Una risorsa in termini affettivi, d’esperienza, di visione del mondo. Le riflessioni di Rinaldo Bonazzo, CTO di Kitzanos, sul tema dell’emigrazione ieri e oggi. Tra emozioni e ricordi personali.

“Au nord, c’étaient les corons
La terre c’était le charbon
Le ciel c’était l’horizon
Les hommes des mineurs de fond”
Pierre Bachelet – Les corons

Sono figlio di emigrati e sono cresciuto in una realtà mineraria con i miei nonni, fonte inestimabile di sapienza e saggezza. Mi hanno trasmesso lo slancio e il coraggio di quando erano giovani e hanno dovuto costruirsi un percorso e, allo stesso tempo, mi hanno dimostrato la saggezza e l’equilibrio dell’età matura.

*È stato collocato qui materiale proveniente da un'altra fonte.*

//! Model configuration for the kick generator.
//!
//! Every shape-relevant hyperparameter lives in [`KickGenConfig`], which is
//! serialized into each checkpoint manifest. Loading a checkpoint compares
//! the stored config against the one the caller expects with
//! [`KickGenConfig::ensure_compatible`] before any tensor is touched.

use serde::{Deserialize, Serialize};

use crate::{Error, Result};

/// Audio framing and spectrogram resolution.
#[derive(Debug, Clone, PartialEq, Serialize, Deserialize)]
pub struct AudioConfig {
    #[serde(default = "default_sample_rate")]
    pub sample_rate: u32,
    /// Fixed clip duration in seconds.
    #[serde(default = "default_duration_secs")]
    pub duration_secs: f64,
    #[serde(default = "default_n_fft")]
    pub n_fft: usize,
    #[serde(default = "default_hop_length")]
    pub hop_length: usize,
    #[serde(default = "default_n_mels")]
    pub n_mels: usize,
}

impl Default for AudioConfig {
    fn default() -> Self {
        Self {
            sample_rate: default_sample_rate(),
            duration_secs: default_duration_secs(),
            n_fft: default_n_fft(),
            hop_length: default_hop_length(),
            n_mels: default_n_mels(),
        }
    }
}

impl AudioConfig {
    /// Number of waveform samples in one clip.
    pub fn target_samples(&self) -> usize {
        (self.sample_rate as f64 * self.duration_secs).round() as usize
    }

    /// Number of STFT frames for one clip (centered framing).
    pub fn num_frames(&self) -> usize {
        self.target_samples() / self.hop_length + 1
    }

    /// `(mel bins, frames)` of the log-mel spectrogram.
    pub fn spectrogram_shape(&self) -> (usize, usize) {
        (self.n_mels, self.num_frames())
    }
}

/// Latent codec (VAE) configuration.
#[derive(Debug, Clone, PartialEq, Serialize, Deserialize)]
pub struct CodecConfig {
    #[serde(default = "default_latent_channels")]
    pub latent_channels: usize,
    /// Channel widths of the four stride-2 encoder stages.
    #[serde(default = "default_codec_channels")]
    pub channels: Vec<usize>,
}

impl Default for CodecConfig {
    fn default() -> Self {
        Self {
            latent_channels: default_latent_channels(),
            channels: default_codec_channels(),
        }
    }
}

impl CodecConfig {
    /// Latent `(height, width)` for a spectrogram of `(height, width)`.
    ///
    /// Each stage is a k=3, s=2, p=1 convolution: `out = (in - 1) / 2 + 1`.
    pub fn latent_hw(&self, spec_hw: (usize, usize)) -> (usize, usize) {
        let stage = |n: usize| (n.saturating_sub(1)) / 2 + 1;
        let (mut h, mut w) = spec_hw;
        for _ in &self.channels {
            h = stage(h);
            w = stage(w);
        }
        (h, w)
    }
}

/// Linear-beta noise schedule.
#[derive(Debug, Clone, PartialEq, Serialize, Deserialize)]
pub struct DiffusionConfig {
    #[serde(default = "default_timesteps")]
    pub timesteps: usize,
    #[serde(default = "default_beta_start")]
    pub beta_start: f64,
    #[serde(default = "default_beta_end")]
    pub beta_end: f64,
}

impl Default for DiffusionConfig {
    fn default() -> Self {
        Self {
            timesteps: default_timesteps(),
            beta_start: default_beta_start(),
            beta_end: default_beta_end(),
        }
    }
}

/// Conditional U-Net and keyword encoder dimensions.
#[derive(Debug, Clone, PartialEq, Serialize, Deserialize)]
pub struct DenoiserConfig {
    #[serde(default = "default_base_channels")]
    pub base_channels: usize,
    #[serde(default = "default_cond_dim")]
    pub cond_dim: usize,
    #[serde(default = "default_text_embed_dim")]
    pub text_embed_dim: usize,
}

impl Default for DenoiserConfig {
    fn default() -> Self {
        Self {
            base_channels: default_base_channels(),
            cond_dim: default_cond_dim(),
            text_embed_dim: default_text_embed_dim(),
        }
    }
}

/// HiFi-GAN generator and discriminator configuration.
#[derive(Debug, Clone, PartialEq, Serialize, Deserialize)]
pub struct VocoderConfig {
    #[serde(default = "default_upsample_initial_channel")]
    pub upsample_initial_channel: usize,
    /// Per-stage upsample factors (product must equal the hop length).
    #[serde(default = "default_upsample_rates")]
    pub upsample_rates: Vec<usize>,
    #[serde(default = "default_upsample_kernel_sizes")]
    pub upsample_kernel_sizes: Vec<usize>,
    #[serde(default = "default_resblock_kernel_sizes")]
    pub resblock_kernel_sizes: Vec<usize>,
    #[serde(default = "default_resblock_dilations")]
    pub resblock_dilations: Vec<Vec<usize>>,
    /// Periods of the multi-period discriminator.
    #[serde(default = "default_periods")]
    pub periods: Vec<usize>,
}

impl Default for VocoderConfig {
    fn default() -> Self {
        Self {
            upsample_initial_channel: default_upsample_initial_channel(),
            upsample_rates: default_upsample_rates(),
            upsample_kernel_sizes: default_upsample_kernel_sizes(),
            resblock_kernel_sizes: default_resblock_kernel_sizes(),
            resblock_dilations: default_resblock_dilations(),
            periods: default_periods(),
        }
    }
}

impl VocoderConfig {
    /// Total upsampling factor of the generator.
    pub fn upsample_factor(&self) -> usize {
        self.upsample_rates.iter().product()
    }

    /// Verify that the generator maps one mel frame to `hop_length` samples.
    pub fn validate(&self, hop_length: usize) -> Result<()> {
        let product = self.upsample_factor();
        if product != hop_length {
            return Err(Error::Config(format!(
                "upsample_rates product is {product}, expected {hop_length} (hop_length)"
            )));
        }
        if self.upsample_rates.len() != self.upsample_kernel_sizes.len() {
            return Err(Error::Config(format!(
                "{} upsample rates but {} upsample kernels",
                self.upsample_rates.len(),
                self.upsample_kernel_sizes.len()
            )));
        }
        for (&u, &k) in self.upsample_rates.iter().zip(&self.upsample_kernel_sizes) {
            if k < u || (k - u) % 2 != 0 {
                return Err(Error::Config(format!(
                    "upsample kernel {k} incompatible with rate {u}: (k - u) must be even and >= 0"
                )));
            }
        }
        if self.resblock_kernel_sizes.len() != self.resblock_dilations.len() {
            return Err(Error::Config(
                "resblock_kernel_sizes and resblock_dilations differ in length".into(),
            ));
        }
        if self.upsample_initial_channel >> self.upsample_rates.len() == 0 {
            return Err(Error::Config(format!(
                "upsample_initial_channel {} too small for {} stages",
                self.upsample_initial_channel,
                self.upsample_rates.len()
            )));
        }
        if self.periods.iter().any(|&p| p < 2) {
            return Err(Error::Config("discriminator periods must be >= 2".into()));
        }
        Ok(())
    }
}

/// Complete model configuration.
#[derive(Debug, Clone, Default, PartialEq, Serialize, Deserialize)]
pub struct KickGenConfig {
    #[serde(default)]
    pub audio: AudioConfig,
    #[serde(default)]
    pub codec: CodecConfig,
    #[serde(default)]
    pub diffusion: DiffusionConfig,
    #[serde(default)]
    pub denoiser: DenoiserConfig,
    #[serde(default)]
    pub vocoder: VocoderConfig,
}

impl KickGenConfig {
    /// Load from a JSON file; missing fields take their defaults.
    pub fn from_json_file(path: &std::path::Path) -> Result<Self> {
        let text = std::fs::read_to_string(path)?;
        let config: Self = serde_json::from_str(&text)?;
        config.validate()?;
        Ok(config)
    }

    /// Latent shape `[C, H, W]` produced by the codec for one clip.
    pub fn latent_shape(&self) -> (usize, usize, usize) {
        let (h, w) = self.codec.latent_hw(self.audio.spectrogram_shape());
        (self.codec.latent_channels, h, w)
    }

    pub fn validate(&self) -> Result<()> {
        if self.audio.hop_length == 0 || self.audio.n_fft < self.audio.hop_length {
            return Err(Error::Config(format!(
                "invalid STFT framing: n_fft={} hop={}",
                self.audio.n_fft, self.audio.hop_length
            )));
        }
        if self.codec.channels.is_empty() {
            return Err(Error::Config("codec needs at least one stage".into()));
        }
        for &ch in self
            .codec
            .channels
            .iter()
            .chain(std::iter::once(&self.denoiser.base_channels))
        {
            if ch % 8 != 0 {
                return Err(Error::Config(format!(
                    "channel count {ch} is not divisible by 8 (GroupNorm groups)"
                )));
            }
        }
        self.vocoder.validate(self.audio.hop_length)
    }

    /// Compare the shape-relevant fields of a checkpoint's config (`self`)
    /// against the config the caller is about to instantiate.
    pub fn ensure_compatible(&self, expected: &KickGenConfig) -> Result<()> {
        fn check<T: PartialEq + std::fmt::Debug>(
            field: &'static str,
            checkpoint: &T,
            expected: &T,
        ) -> Result<()> {
            if checkpoint != expected {
                return Err(Error::ConfigMismatch {
                    field,
                    checkpoint: format!("{checkpoint:?}"),
                    expected: format!("{expected:?}"),
                });
            }
            Ok(())
        }

        check(
            "audio.spectrogram_shape",
            &self.audio.spectrogram_shape(),
            &expected.audio.spectrogram_shape(),
        )?;
        check(
            "audio.hop_length",
            &self.audio.hop_length,
            &expected.audio.hop_length,
        )?;
        check(
            "codec.latent_channels",
            &self.codec.latent_channels,
            &expected.codec.latent_channels,
        )?;
        check("codec.channels", &self.codec.channels, &expected.codec.channels)?;
        check(
            "denoiser.base_channels",
            &self.denoiser.base_channels,
            &expected.denoiser.base_channels,
        )?;
        check(
            "denoiser.cond_dim",
            &self.denoiser.cond_dim,
            &expected.denoiser.cond_dim,
        )?;
        check(
            "denoiser.text_embed_dim",
            &self.denoiser.text_embed_dim,
            &expected.denoiser.text_embed_dim,
        )?;
        check(
            "diffusion.timesteps",
            &self.diffusion.timesteps,
            &expected.diffusion.timesteps,
        )?;
        check(
            "diffusion.beta_range",
            &(self.diffusion.beta_start, self.diffusion.beta_end),
            &(expected.diffusion.beta_start, expected.diffusion.beta_end),
        )?;
        check(
            "vocoder.upsample_rates",
            &self.vocoder.upsample_rates,
            &expected.vocoder.upsample_rates,
        )?;
        check(
            "vocoder.upsample_initial_channel",
            &self.vocoder.upsample_initial_channel,
            &expected.vocoder.upsample_initial_channel,
        )?;
        check(
            "vocoder.periods",
            &self.vocoder.periods,
            &expected.vocoder.periods,
        )?;
        Ok(())
    }
}

fn default_sample_rate() -> u32 {
    44100
}

fn default_duration_secs() -> f64 {
    2.0
}

fn default_n_fft() -> usize {
    2048
}

fn default_hop_length() -> usize {
    512
}

fn default_n_mels() -> usize {
    128
}

fn default_latent_channels() -> usize {
    4
}

fn default_codec_channels() -> Vec<usize> {
    vec![32, 64, 128, 256]
}

fn default_timesteps() -> usize {
    1000
}

fn default_beta_start() -> f64 {
    1e-4
}

fn default_beta_end() -> f64 {
    0.02
}

fn default_base_channels() -> usize {
    64
}

fn default_cond_dim() -> usize {
    256
}

fn default_text_embed_dim() -> usize {
    64
}

fn default_upsample_initial_channel() -> usize {
    256
}

fn default_upsample_rates() -> Vec<usize> {
    vec![8, 8, 2, 2, 2]
}

fn default_upsample_kernel_sizes() -> Vec<usize> {
    vec![16, 16, 4, 4, 4]
}

fn default_resblock_kernel_sizes() -> Vec<usize> {
    vec![3, 7, 11]
}

fn default_resblock_dilations() -> Vec<Vec<usize>> {
    vec![vec![1, 3, 5], vec![1, 3, 5], vec![1, 3, 5]]
}

fn default_periods() -> Vec<usize> {
    vec![2, 3, 5, 7, 11]
}

#[cfg(test)]
mod tests {
    use super::*;

    #[test]
    fn test_default_shapes() {
        let cfg = KickGenConfig::default();
        assert_eq!(cfg.audio.target_samples(), 88200);
        assert_eq!(cfg.audio.spectrogram_shape(), (128, 173));
        assert_eq!(cfg.latent_shape(), (4, 8, 11));
        cfg.validate().unwrap();
    }

    #[test]
    fn test_vocoder_product_matches_hop() {
        let cfg = VocoderConfig::default();
        assert_eq!(cfg.upsample_factor(), 512);
        cfg.validate(512).unwrap();
        let bad = VocoderConfig {
            upsample_rates: vec![8, 8, 2, 2],
            upsample_kernel_sizes: vec![16, 16, 4, 4],
            ..Default::default()
        };
        assert!(bad.validate(512).is_err());
    }

    #[test]
    fn test_partial_json_uses_defaults() {
        let cfg: KickGenConfig =
            serde_json::from_str(r#"{"denoiser": {"base_channels": 32}}"#).unwrap();
        assert_eq!(cfg.denoiser.base_channels, 32);
        assert_eq!(cfg.denoiser.cond_dim, 256);
        assert_eq!(cfg.diffusion.timesteps, 1000);
    }

    #[test]
    fn test_mismatch_reports_field() {
        let expected = KickGenConfig::default();
        let mut stored = expected.clone();
        stored.codec.latent_channels = 8;
        match stored.ensure_compatible(&expected) {
            Err(Error::ConfigMismatch { field, .. }) => {
                assert_eq!(field, "codec.latent_channels")
            }
            other => panic!("expected mismatch, got {other:?}"),
        }
        expected.ensure_compatible(&expected).unwrap();
    }
}
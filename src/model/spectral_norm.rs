//! Spectrally normalized 1-D convolution.
//!
//! ```text
//! W = weight_orig.reshape(out, -1)
//! v = normalize(Wᵀ u)      u ← normalize(W v)      σ = uᵀ W v
//! w = weight_orig / σ
//! ```
//!
//! One power iteration runs per forward. `u` is a non-trainable estimate of
//! the leading left singular vector; it lives in the var map as
//! `weight_u` (so checkpoints carry it) and is updated in place without
//! gradient. Only `σ` is differentiated, through `weight_orig`.

use candle_core::{Module, Tensor};
use candle_nn::{Init, VarBuilder};

use crate::Result;

const EPS: f64 = 1e-12;

fn l2_normalize(x: &Tensor) -> Result<Tensor> {
    let norm = x.sqr()?.sum_all()?.sqrt()?.maximum(EPS)?;
    Ok(x.broadcast_div(&norm)?)
}

#[derive(Debug, Clone)]
pub struct SpectralNormConv1d {
    weight_orig: Tensor,
    weight_u: Tensor,
    bias: Tensor,
    config: candle_nn::Conv1dConfig,
}

impl SpectralNormConv1d {
    pub fn new(
        in_channels: usize,
        out_channels: usize,
        kernel_size: usize,
        config: candle_nn::Conv1dConfig,
        vb: VarBuilder,
    ) -> Result<Self> {
        let weight_orig = vb.get_with_hints(
            (out_channels, in_channels / config.groups, kernel_size),
            "weight_orig",
            candle_nn::init::DEFAULT_KAIMING_NORMAL,
        )?;
        let weight_u = vb.get_with_hints(out_channels, "weight_u", Init::Randn { mean: 0.0, stdev: 1.0 })?;
        let fan_in = (in_channels / config.groups * kernel_size) as f64;
        let bound = 1.0 / fan_in.sqrt();
        let bias = vb.get_with_hints(
            out_channels,
            "bias",
            Init::Uniform {
                lo: -bound,
                up: bound,
            },
        )?;
        Ok(Self {
            weight_orig,
            weight_u,
            bias,
            config,
        })
    }

    /// Run one power iteration, store the new `u` and return `w / σ`.
    pub fn weight(&self) -> Result<Tensor> {
        let w = self.weight_orig.flatten_from(1)?;
        let w_const = w.detach();
        let u = self.weight_u.detach().unsqueeze(1)?;
        let v = l2_normalize(&w_const.t()?.matmul(&u)?)?;
        let u = l2_normalize(&w_const.matmul(&v)?)?;
        self.weight_u.slice_set(&u.squeeze(1)?.contiguous()?, 0, 0)?;

        let sigma = (&u * w.matmul(&v)?)?.sum_all()?;
        Ok(self.weight_orig.broadcast_div(&sigma)?)
    }
}

impl Module for SpectralNormConv1d {
    fn forward(&self, x: &Tensor) -> candle_core::Result<Tensor> {
        let w = self.weight().map_err(candle_core::Error::wrap)?;
        let c = &self.config;
        let y = x.conv1d(&w, c.padding, c.stride, c.dilation, c.groups)?;
        y.broadcast_add(&self.bias.reshape((1, (), 1))?)
    }
}

#[cfg(test)]
mod tests {
    use super::*;
    use candle_core::{DType, Device};
    use candle_nn::VarMap;

    fn conv(varmap: &VarMap) -> SpectralNormConv1d {
        let vb = VarBuilder::from_varmap(varmap, DType::F32, &Device::Cpu);
        let cfg = candle_nn::Conv1dConfig {
            padding: 1,
            ..Default::default()
        };
        SpectralNormConv1d::new(4, 6, 3, cfg, vb).unwrap()
    }

    fn largest_singular_value(w: &Tensor) -> f32 {
        // Power iteration to convergence on WᵀW.
        let w = w.flatten_from(1).unwrap();
        let wtw = w.t().unwrap().matmul(&w).unwrap();
        let mut v = Tensor::ones((w.dim(1).unwrap(), 1), DType::F32, &Device::Cpu).unwrap();
        for _ in 0..500 {
            v = l2_normalize(&wtw.matmul(&v).unwrap()).unwrap();
        }
        let wv = w.matmul(&v).unwrap();
        wv.sqr().unwrap().sum_all().unwrap().sqrt().unwrap().to_scalar().unwrap()
    }

    #[test]
    fn normalized_weight_has_unit_spectral_norm() {
        let varmap = VarMap::new();
        let layer = conv(&varmap);
        for _ in 0..200 {
            layer.weight().unwrap();
        }
        let w = layer.weight().unwrap();
        let sigma = largest_singular_value(&w);
        assert!((sigma - 1.0).abs() < 1e-2, "sigma {sigma}");
    }

    #[test]
    fn power_iteration_state_is_persisted_in_the_var_map() {
        let varmap = VarMap::new();
        let layer = conv(&varmap);
        let before: Vec<f32> = varmap.data().lock().unwrap()["weight_u"].as_tensor().to_vec1().unwrap();
        layer.weight().unwrap();
        let after: Vec<f32> = varmap.data().lock().unwrap()["weight_u"].as_tensor().to_vec1().unwrap();
        assert_ne!(before, after);
        let norm: f32 = after.iter().map(|x| x * x).sum::<f32>().sqrt();
        assert!((norm - 1.0).abs() < 1e-5);
    }

    #[test]
    fn only_weight_and_bias_receive_gradients() {
        let varmap = VarMap::new();
        let layer = conv(&varmap);
        let x = Tensor::randn(0f32, 1., (2, 4, 10), &Device::Cpu).unwrap();
        let y = layer.forward(&x).unwrap();
        assert_eq!(y.dims(), &[2, 6, 10]);
        let grads = y.sqr().unwrap().mean_all().unwrap().backward().unwrap();
        let data = varmap.data().lock().unwrap();
        assert!(grads.get(data["weight_orig"].as_tensor()).is_some());
        assert!(grads.get(data["bias"].as_tensor()).is_some());
        assert!(grads.get(data["weight_u"].as_tensor()).is_none());
    }
}
//! Output post-processing for generated hits.

use super::mel::linspace_at;
use super::wav::{fit_length, peak_normalize};

/// Final shaping applied to every generated waveform.
#[derive(Debug, Clone, PartialEq)]
pub struct PostProcessConfig {
    pub sample_rate: u32,
    pub target_samples: usize,
    pub peak: f32,
    pub fade_start_secs: f64,
    /// Samples from here on are zeroed.
    pub fade_end_secs: f64,
    /// Exponent applied to the linear fade curve.
    pub fade_power: i32,
}

impl Default for PostProcessConfig {
    fn default() -> Self {
        Self::for_audio(&crate::config::AudioConfig::default())
    }
}

impl PostProcessConfig {
    pub fn for_audio(audio: &crate::config::AudioConfig) -> Self {
        Self {
            sample_rate: audio.sample_rate,
            target_samples: audio.target_samples(),
            peak: 0.95,
            fade_start_secs: 1.0,
            fade_end_secs: 1.75,
            fade_power: 3,
        }
    }
}

/// Fit to length, normalize the peak, fade out and silence the tail.
pub fn post_process(mut samples: Vec<f32>, config: &PostProcessConfig) -> Vec<f32> {
    fit_length(&mut samples, config.target_samples);
    peak_normalize(&mut samples, config.peak);

    let sr = config.sample_rate as f64;
    let fade_start = (config.fade_start_secs * sr) as usize;
    let fade_end = ((config.fade_end_secs * sr) as usize).max(fade_start);
    if fade_start >= samples.len() {
        return samples;
    }
    let fade_len = fade_end - fade_start;
    let stop = fade_end.min(samples.len());
    for (i, s) in samples[fade_start..stop].iter_mut().enumerate() {
        *s *= linspace_at(1.0, 0.0, fade_len, i).powi(config.fade_power) as f32;
    }
    for s in samples[stop..].iter_mut() {
        *s = 0.0;
    }
    samples
}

Ecco perché penso a loro e rifletto sulle innumerevoli esperienze che hanno vissuto, a partire dall’emigrazione e sul suo significato: una sconfitta per il territorio. “Emigrare” – allora in modo particolare – voleva dire abbandonare il proprio luogo natio per un posto estraneo: geograficamente e culturalmente.

Mi hanno raccontato i tanti luoghi delle loro fatiche: Rezzato, Ponton, Grammont (Geraardsbergen) e ancora la campagna d’Africa, la vita in miniera. Fatica, speranze, paure ma anche e soprattutto energia e voglia di creare qualcosa di solido, di duraturo sempre con lo sguardo e il cuore rivolti a ciò che avevano lasciato: amici, famiglia, un’occupazione. Mossi da cosa: bisogno materiale o voglia d’avventura? Ecco chi come me è figlio di emigrati sa quali sono i motivi per i quali i propri avi hanno lasciato la loro terra: per cercare di fare e dare qualcosa alla propria discendenza. Poche parole che racchiudono esistenze complesse, ricche di sfaccettature.

Ora, a distanza di anni, guardo a ciò che accade: nel frattempo sono diventato nonno, la mia condizione è cambiata, ma mi rendo conto che esiste ancora un grande flusso migratorio per i giovani che non trovano supporto nel territorio. Non più minatori, ma laureati, diplomati che partono alla ricerca di opportunità con il chiodo fisso di tornare un domani. In questo periodo di cambiamento grazie al PNRR ed altre opportunità che si stanno delineando, mi piacerebbe che si facesse uno sforzo significativo per valorizzare il territorio. Ad esempio, sarebbe bello creare dei percorsi simili alle vie medievali – la via Francigena è un modello – che erano fonte di guadagno e allo stesso tempo di scambio culturale.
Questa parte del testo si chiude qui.